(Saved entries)
==========
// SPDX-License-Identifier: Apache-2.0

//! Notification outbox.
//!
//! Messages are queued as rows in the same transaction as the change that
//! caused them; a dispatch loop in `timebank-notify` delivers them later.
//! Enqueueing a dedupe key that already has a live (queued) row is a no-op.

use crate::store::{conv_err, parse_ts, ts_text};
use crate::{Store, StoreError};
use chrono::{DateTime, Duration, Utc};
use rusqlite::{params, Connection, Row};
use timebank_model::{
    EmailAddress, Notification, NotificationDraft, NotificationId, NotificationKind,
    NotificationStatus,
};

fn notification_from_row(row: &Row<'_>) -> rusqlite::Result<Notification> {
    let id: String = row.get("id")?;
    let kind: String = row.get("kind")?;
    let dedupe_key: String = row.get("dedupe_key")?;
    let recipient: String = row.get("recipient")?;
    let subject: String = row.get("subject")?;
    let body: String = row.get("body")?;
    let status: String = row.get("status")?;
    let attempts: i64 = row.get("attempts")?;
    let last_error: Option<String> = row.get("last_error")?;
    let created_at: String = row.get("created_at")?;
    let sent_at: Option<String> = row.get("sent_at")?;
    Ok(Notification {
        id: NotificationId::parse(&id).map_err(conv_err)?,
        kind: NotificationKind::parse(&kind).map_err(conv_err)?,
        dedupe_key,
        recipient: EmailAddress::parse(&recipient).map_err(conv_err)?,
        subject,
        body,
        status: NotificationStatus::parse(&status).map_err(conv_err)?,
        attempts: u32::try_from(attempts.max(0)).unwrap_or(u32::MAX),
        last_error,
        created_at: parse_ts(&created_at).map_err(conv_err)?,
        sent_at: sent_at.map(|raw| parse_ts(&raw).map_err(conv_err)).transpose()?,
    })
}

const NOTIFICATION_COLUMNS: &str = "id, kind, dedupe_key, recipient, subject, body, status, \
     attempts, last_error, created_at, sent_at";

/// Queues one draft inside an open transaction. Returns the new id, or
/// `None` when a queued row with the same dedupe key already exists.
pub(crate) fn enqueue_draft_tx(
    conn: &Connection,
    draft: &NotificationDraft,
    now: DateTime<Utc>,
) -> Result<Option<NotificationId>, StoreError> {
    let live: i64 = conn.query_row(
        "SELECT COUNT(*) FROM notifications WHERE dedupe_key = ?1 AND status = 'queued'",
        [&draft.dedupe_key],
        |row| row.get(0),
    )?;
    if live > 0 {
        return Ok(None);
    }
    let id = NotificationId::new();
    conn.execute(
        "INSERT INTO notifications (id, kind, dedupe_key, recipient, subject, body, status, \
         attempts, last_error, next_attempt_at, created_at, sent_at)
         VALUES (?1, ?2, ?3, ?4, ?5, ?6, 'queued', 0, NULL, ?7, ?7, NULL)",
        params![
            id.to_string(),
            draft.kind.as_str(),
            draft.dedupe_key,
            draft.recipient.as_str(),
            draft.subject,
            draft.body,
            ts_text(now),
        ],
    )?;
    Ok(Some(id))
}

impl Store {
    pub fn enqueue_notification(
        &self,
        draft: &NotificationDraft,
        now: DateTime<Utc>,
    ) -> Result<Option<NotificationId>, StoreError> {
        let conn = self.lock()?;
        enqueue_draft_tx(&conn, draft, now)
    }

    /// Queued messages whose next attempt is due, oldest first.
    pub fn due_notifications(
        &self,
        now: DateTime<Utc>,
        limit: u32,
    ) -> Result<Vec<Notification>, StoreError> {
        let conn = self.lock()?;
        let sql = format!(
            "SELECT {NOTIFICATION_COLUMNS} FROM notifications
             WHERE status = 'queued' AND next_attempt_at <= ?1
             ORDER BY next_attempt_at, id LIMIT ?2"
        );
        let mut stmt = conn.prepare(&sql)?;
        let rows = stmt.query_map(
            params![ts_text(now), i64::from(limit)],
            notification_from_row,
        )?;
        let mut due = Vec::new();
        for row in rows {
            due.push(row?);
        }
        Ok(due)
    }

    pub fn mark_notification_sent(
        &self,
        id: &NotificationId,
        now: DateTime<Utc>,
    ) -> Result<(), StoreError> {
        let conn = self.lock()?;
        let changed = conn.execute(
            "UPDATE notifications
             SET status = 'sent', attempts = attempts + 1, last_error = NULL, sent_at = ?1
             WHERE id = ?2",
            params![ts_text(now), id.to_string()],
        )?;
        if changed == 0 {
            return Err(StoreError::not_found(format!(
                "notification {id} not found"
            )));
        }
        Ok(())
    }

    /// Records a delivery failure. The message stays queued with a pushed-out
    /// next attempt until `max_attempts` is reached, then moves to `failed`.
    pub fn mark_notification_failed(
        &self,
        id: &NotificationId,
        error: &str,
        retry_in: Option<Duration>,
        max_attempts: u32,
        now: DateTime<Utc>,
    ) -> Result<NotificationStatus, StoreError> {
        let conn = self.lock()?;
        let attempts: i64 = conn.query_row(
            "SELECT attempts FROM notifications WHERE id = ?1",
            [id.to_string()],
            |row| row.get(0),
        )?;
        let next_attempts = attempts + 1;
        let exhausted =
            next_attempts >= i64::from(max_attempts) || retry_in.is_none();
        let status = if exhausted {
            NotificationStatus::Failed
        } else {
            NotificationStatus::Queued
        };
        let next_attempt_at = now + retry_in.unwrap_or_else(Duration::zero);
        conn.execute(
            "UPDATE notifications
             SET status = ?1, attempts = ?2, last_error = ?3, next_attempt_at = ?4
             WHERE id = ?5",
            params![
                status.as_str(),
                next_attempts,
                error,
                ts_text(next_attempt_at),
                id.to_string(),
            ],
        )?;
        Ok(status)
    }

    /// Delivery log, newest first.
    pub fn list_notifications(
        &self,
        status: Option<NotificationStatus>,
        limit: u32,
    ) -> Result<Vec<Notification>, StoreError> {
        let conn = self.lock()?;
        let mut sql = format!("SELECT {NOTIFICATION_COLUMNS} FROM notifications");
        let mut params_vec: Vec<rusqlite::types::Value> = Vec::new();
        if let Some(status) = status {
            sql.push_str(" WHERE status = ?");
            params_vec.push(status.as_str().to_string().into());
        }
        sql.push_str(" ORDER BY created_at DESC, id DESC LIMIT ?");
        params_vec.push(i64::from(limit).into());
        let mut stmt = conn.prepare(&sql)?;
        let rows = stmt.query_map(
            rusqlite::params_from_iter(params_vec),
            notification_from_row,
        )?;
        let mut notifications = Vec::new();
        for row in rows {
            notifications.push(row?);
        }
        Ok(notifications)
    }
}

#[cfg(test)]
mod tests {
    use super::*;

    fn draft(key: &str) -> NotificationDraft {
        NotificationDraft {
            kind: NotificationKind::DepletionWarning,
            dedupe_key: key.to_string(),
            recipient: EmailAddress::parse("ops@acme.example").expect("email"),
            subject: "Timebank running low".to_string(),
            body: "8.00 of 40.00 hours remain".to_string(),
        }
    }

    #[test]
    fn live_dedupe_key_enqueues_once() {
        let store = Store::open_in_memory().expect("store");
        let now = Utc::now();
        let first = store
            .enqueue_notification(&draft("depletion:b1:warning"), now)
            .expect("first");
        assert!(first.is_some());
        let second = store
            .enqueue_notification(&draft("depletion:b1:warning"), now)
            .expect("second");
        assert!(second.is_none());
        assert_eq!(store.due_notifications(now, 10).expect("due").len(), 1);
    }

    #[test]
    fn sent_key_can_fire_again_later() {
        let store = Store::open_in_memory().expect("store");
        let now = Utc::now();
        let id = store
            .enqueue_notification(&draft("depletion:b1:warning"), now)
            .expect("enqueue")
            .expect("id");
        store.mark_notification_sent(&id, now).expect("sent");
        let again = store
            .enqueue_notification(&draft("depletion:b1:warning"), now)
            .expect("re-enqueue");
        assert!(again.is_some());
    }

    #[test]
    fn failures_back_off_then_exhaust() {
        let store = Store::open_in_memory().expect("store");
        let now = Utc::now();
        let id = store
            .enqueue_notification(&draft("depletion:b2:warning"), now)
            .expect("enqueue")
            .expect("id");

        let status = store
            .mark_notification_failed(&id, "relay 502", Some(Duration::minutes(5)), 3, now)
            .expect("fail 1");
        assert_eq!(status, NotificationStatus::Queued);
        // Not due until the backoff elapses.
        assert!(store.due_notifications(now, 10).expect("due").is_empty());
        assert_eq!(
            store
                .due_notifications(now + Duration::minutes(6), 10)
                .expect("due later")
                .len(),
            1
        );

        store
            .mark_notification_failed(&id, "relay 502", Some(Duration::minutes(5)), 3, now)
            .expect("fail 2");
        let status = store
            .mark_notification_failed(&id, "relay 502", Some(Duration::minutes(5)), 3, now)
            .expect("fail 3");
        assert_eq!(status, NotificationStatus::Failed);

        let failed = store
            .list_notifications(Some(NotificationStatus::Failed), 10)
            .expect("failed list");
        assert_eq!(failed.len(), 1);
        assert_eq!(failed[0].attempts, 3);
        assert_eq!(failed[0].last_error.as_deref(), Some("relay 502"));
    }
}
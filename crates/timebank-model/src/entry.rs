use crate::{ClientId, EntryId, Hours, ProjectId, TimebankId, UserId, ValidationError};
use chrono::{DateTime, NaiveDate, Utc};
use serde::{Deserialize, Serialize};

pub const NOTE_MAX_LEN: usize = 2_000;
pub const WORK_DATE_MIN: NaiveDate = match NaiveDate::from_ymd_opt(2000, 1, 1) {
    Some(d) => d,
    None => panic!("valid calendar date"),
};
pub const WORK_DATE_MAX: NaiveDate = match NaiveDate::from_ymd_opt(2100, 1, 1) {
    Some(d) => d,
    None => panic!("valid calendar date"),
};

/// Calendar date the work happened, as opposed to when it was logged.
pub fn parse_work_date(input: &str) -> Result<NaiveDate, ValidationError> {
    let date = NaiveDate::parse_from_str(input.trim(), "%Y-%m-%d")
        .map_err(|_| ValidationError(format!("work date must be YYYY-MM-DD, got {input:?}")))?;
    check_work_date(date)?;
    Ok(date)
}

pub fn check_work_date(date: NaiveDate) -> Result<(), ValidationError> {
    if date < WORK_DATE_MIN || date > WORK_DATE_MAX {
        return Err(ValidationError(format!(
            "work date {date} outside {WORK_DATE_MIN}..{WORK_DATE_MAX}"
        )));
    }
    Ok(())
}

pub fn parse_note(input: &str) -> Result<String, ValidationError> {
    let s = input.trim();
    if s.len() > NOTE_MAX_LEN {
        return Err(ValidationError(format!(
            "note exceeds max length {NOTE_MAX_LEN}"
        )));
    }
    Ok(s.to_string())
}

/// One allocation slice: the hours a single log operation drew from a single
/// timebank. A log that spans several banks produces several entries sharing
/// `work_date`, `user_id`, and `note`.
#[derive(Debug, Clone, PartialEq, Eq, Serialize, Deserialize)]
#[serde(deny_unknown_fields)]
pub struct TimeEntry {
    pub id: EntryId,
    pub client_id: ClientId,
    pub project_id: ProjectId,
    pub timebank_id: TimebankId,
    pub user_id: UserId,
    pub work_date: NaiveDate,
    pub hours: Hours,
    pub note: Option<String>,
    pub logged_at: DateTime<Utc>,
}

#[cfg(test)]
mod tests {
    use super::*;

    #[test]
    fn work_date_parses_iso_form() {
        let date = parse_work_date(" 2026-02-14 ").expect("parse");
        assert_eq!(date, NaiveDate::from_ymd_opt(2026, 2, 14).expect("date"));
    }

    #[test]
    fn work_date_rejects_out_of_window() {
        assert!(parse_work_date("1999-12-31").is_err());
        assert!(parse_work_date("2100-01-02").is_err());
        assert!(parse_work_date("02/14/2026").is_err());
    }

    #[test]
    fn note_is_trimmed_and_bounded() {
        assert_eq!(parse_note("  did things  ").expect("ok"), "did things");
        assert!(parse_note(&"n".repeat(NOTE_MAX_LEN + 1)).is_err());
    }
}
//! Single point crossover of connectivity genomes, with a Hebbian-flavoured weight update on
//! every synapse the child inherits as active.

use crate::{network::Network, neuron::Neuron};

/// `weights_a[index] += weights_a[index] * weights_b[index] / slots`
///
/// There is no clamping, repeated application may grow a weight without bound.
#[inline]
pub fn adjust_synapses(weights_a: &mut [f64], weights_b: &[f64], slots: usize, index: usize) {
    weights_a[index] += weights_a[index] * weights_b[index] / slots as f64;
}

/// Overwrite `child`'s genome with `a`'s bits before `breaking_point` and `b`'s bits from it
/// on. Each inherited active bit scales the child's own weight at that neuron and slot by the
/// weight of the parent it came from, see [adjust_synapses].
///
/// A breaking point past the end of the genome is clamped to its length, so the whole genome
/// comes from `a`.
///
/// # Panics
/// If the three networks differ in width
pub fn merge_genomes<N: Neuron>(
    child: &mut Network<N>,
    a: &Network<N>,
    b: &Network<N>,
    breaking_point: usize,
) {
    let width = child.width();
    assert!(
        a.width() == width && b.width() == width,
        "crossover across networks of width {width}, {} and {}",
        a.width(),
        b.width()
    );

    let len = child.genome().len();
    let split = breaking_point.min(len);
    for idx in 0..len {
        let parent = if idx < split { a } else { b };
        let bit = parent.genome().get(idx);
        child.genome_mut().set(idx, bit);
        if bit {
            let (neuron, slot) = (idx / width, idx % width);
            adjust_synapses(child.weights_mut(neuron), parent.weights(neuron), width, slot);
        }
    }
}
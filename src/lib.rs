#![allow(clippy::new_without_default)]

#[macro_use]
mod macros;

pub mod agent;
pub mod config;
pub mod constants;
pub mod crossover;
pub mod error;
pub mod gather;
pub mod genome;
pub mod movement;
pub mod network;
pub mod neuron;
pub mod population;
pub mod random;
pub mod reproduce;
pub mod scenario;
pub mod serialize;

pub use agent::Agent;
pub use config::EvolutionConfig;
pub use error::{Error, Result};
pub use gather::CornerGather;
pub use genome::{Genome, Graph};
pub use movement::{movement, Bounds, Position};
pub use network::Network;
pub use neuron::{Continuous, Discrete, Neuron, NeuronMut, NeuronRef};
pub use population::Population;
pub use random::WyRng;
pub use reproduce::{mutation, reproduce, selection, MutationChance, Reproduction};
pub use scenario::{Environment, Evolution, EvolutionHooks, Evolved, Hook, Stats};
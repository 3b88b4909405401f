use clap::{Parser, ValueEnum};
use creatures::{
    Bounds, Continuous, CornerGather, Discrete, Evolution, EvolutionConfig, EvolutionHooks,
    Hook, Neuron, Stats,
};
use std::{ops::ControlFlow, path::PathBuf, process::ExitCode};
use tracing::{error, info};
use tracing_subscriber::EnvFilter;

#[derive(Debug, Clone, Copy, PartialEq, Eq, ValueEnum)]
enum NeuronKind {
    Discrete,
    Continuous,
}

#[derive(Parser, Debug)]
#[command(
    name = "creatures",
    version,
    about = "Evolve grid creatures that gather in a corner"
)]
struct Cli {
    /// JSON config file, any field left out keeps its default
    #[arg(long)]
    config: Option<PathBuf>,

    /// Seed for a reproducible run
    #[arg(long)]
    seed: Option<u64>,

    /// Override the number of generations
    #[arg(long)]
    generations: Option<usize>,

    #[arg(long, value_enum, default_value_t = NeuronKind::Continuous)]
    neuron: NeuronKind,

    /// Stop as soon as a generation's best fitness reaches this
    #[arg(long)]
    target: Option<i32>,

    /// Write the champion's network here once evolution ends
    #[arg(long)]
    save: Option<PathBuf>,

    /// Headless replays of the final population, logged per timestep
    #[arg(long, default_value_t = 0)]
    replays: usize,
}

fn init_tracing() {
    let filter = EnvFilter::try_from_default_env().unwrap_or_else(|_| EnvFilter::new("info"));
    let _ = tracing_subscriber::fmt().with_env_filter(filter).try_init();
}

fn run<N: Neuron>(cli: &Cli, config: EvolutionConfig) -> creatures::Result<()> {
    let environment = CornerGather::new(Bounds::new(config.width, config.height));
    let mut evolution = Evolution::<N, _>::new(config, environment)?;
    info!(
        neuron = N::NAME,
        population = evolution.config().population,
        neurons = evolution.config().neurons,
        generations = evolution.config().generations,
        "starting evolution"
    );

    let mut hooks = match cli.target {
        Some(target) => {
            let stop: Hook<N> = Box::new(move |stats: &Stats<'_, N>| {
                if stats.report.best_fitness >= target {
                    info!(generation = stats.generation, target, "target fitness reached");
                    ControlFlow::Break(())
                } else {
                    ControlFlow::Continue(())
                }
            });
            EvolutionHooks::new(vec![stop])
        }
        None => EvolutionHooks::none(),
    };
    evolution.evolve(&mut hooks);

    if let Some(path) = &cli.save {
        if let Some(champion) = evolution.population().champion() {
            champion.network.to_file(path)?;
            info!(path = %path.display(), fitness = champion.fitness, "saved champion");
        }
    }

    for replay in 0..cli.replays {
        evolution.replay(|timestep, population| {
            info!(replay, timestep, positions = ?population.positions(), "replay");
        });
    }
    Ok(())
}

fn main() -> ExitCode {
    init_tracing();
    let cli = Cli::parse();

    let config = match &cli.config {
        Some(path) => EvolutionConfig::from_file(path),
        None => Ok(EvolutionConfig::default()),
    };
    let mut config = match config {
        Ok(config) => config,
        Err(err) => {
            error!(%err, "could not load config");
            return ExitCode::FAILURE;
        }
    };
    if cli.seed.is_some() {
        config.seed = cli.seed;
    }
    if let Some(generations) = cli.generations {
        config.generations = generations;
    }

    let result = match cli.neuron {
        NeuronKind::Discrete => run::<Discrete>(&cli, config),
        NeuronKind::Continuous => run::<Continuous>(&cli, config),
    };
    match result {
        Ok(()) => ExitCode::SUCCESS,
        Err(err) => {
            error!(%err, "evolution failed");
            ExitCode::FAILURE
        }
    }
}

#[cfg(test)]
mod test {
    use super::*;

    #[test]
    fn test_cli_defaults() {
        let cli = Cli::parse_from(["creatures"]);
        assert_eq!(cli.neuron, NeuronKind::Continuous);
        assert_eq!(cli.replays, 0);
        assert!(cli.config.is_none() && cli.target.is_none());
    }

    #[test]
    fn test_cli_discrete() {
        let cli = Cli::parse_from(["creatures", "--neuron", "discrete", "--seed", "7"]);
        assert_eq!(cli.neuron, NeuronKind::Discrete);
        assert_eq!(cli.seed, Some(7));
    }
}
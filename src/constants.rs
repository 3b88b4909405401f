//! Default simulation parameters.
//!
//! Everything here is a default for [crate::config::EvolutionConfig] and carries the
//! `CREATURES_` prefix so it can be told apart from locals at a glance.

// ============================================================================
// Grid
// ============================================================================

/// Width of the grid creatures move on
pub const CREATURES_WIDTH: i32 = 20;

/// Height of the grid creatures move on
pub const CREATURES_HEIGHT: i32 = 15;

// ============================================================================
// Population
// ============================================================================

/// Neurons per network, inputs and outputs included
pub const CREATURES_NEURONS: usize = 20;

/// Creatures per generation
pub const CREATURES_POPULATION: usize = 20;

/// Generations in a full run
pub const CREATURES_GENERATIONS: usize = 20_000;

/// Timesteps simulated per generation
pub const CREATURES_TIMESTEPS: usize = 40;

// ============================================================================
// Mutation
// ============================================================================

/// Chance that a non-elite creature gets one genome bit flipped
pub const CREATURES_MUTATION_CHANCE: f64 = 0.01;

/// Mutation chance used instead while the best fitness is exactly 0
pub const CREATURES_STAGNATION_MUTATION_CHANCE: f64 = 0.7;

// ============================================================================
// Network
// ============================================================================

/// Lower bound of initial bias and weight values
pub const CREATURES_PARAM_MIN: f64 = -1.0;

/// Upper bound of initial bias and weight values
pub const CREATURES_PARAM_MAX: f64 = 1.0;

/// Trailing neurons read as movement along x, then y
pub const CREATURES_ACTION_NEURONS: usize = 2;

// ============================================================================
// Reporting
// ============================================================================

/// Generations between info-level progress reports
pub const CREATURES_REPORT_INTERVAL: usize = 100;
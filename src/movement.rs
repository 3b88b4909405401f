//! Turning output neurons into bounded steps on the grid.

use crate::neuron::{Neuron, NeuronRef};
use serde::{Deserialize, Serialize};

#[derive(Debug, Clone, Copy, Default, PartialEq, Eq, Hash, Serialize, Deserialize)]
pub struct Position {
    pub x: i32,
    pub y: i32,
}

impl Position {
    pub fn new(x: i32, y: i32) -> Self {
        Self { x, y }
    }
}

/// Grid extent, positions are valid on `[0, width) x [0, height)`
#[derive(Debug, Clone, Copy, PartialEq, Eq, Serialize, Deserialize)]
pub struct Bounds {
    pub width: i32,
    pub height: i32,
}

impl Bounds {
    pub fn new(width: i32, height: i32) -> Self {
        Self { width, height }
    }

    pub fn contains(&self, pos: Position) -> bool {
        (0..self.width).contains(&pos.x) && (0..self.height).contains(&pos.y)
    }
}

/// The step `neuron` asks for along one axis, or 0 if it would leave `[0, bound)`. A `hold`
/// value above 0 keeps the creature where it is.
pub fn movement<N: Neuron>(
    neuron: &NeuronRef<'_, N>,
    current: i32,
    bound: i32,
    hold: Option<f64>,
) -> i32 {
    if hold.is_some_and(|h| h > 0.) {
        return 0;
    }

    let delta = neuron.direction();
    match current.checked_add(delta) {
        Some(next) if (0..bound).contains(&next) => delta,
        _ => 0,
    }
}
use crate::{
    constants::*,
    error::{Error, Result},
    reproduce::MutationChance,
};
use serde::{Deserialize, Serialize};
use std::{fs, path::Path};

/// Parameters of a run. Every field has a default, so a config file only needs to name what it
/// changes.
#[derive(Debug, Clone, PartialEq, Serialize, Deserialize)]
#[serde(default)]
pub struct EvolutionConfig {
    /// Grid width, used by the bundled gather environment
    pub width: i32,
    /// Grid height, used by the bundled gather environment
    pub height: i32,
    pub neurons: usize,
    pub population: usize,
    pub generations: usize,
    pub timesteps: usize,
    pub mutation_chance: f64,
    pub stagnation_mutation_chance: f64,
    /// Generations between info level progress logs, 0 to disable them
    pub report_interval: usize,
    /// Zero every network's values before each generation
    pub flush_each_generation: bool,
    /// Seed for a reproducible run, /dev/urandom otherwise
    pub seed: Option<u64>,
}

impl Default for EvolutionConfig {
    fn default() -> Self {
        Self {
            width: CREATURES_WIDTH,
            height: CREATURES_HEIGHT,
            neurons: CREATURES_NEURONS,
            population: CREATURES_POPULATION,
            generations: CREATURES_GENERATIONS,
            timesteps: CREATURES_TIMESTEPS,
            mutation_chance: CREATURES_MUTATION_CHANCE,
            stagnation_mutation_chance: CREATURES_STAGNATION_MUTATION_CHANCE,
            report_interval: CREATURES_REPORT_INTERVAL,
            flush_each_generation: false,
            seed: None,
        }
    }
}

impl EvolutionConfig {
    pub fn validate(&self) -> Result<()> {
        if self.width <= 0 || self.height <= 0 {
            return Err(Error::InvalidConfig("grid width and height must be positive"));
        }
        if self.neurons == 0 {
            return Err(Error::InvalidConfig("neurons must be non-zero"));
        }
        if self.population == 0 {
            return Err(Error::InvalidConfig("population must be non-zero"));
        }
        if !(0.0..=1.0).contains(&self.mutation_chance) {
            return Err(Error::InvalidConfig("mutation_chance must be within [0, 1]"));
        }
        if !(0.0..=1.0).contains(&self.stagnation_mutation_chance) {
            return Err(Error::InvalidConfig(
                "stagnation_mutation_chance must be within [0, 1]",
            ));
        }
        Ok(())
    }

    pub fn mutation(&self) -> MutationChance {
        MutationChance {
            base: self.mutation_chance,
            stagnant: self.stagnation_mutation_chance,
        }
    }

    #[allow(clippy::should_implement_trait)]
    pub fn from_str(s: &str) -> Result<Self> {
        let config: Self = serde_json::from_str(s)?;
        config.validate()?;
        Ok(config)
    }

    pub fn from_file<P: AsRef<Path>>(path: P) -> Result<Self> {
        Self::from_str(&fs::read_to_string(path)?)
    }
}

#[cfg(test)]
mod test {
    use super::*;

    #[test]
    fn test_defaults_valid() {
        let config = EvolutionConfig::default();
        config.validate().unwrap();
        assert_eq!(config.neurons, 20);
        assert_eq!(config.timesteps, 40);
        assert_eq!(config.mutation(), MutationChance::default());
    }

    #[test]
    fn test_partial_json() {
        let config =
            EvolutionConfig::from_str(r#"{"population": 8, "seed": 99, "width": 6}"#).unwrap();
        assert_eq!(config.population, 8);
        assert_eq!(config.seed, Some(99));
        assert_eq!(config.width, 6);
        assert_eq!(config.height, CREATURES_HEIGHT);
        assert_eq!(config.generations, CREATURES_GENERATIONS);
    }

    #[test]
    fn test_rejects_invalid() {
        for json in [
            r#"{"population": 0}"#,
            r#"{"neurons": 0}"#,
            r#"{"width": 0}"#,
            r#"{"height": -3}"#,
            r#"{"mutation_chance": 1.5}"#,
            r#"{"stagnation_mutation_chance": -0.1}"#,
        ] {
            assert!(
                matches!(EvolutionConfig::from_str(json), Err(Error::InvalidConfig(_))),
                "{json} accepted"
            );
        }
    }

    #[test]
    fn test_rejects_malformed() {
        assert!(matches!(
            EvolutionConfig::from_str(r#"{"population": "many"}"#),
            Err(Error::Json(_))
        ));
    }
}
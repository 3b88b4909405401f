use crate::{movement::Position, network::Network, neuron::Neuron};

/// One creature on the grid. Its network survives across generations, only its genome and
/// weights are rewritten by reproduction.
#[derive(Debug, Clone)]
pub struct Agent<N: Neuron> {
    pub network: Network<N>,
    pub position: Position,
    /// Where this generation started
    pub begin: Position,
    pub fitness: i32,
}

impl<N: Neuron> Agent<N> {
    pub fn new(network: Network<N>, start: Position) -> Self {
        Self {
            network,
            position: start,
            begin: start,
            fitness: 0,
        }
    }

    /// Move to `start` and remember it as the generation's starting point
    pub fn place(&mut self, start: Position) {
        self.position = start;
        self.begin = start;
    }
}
==========
→ **Task description**
Give the number of lines in the entries above that include the string "initial". No other output is expected.

→ **Solved problem**
2